(Records from a dataset)

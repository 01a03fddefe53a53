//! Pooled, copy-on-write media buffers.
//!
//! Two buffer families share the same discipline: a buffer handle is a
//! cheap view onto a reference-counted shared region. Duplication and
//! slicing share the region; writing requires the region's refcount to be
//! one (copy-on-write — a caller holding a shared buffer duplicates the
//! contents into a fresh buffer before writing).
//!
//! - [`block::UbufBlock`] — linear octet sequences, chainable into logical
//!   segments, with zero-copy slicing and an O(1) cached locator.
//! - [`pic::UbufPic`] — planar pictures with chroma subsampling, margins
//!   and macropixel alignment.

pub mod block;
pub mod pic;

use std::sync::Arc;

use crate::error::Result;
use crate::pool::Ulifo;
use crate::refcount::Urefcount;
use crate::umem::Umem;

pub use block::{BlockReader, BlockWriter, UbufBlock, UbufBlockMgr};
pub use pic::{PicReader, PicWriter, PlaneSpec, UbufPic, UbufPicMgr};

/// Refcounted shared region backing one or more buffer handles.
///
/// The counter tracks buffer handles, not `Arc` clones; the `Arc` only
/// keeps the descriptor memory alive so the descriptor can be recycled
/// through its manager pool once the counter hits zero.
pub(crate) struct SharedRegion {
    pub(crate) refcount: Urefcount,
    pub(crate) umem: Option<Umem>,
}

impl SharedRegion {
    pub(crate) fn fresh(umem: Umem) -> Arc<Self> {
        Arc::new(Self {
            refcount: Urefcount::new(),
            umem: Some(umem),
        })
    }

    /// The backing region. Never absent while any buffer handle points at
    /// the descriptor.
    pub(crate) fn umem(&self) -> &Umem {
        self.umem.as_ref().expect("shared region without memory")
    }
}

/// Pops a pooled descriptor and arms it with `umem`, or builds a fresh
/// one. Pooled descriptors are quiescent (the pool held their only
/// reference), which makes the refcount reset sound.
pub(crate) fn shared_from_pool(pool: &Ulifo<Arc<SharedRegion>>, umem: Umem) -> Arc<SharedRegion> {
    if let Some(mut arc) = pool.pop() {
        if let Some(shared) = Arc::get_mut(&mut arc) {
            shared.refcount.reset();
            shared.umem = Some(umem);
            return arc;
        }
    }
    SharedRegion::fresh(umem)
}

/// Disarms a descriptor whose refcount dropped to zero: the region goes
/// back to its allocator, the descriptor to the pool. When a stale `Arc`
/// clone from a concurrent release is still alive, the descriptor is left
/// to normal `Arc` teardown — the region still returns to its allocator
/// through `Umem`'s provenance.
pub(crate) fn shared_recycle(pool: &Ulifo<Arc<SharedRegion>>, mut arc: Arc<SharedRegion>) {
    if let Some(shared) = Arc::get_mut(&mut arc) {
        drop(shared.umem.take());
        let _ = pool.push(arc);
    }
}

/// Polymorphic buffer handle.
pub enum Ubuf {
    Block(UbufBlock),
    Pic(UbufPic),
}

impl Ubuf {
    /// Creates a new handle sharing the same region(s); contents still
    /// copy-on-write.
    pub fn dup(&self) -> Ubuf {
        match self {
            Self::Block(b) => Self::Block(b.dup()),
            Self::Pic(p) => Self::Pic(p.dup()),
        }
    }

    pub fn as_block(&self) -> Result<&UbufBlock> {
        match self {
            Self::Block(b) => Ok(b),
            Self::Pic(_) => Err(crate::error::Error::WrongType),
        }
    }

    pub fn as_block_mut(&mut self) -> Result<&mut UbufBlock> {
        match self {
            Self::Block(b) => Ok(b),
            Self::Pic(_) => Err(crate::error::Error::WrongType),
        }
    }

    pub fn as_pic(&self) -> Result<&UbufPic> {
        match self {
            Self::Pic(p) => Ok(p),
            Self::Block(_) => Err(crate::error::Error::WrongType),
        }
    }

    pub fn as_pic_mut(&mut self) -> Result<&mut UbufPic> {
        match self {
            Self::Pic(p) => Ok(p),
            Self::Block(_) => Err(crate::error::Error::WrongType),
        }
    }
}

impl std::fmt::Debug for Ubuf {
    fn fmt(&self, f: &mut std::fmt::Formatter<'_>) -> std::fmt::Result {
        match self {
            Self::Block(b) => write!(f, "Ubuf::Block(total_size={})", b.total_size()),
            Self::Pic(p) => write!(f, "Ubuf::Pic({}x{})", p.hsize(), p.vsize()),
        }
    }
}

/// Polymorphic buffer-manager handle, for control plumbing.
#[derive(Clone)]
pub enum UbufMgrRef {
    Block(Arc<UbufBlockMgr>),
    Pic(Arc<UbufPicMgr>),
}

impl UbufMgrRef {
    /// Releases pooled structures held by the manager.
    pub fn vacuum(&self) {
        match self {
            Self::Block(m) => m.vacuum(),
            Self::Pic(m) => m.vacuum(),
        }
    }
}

- _Problem details_
Exactly as they stand, please print the lines from the first line of the records above down to the line that includes "use std::sync::Arc;", both of those included and no others.

- _Response for this exercise_
repository 01a03fddefe53a53
//! Pooled, copy-on-write media buffers.
//!
//! Two buffer families share the same discipline: a buffer handle is a
//! cheap view onto a reference-counted shared region. Duplication and
//! slicing share the region; writing requires the region's refcount to be
//! one (copy-on-write — a caller holding a shared buffer duplicates the
//! contents into a fresh buffer before writing).
//!
//! - [`block::UbufBlock`] — linear octet sequences, chainable into logical
//!   segments, with zero-copy slicing and an O(1) cached locator.
//! - [`pic::UbufPic`] — planar pictures with chroma subsampling, margins
//!   and macropixel alignment.

pub mod block;
pub mod pic;

use std::sync::Arc;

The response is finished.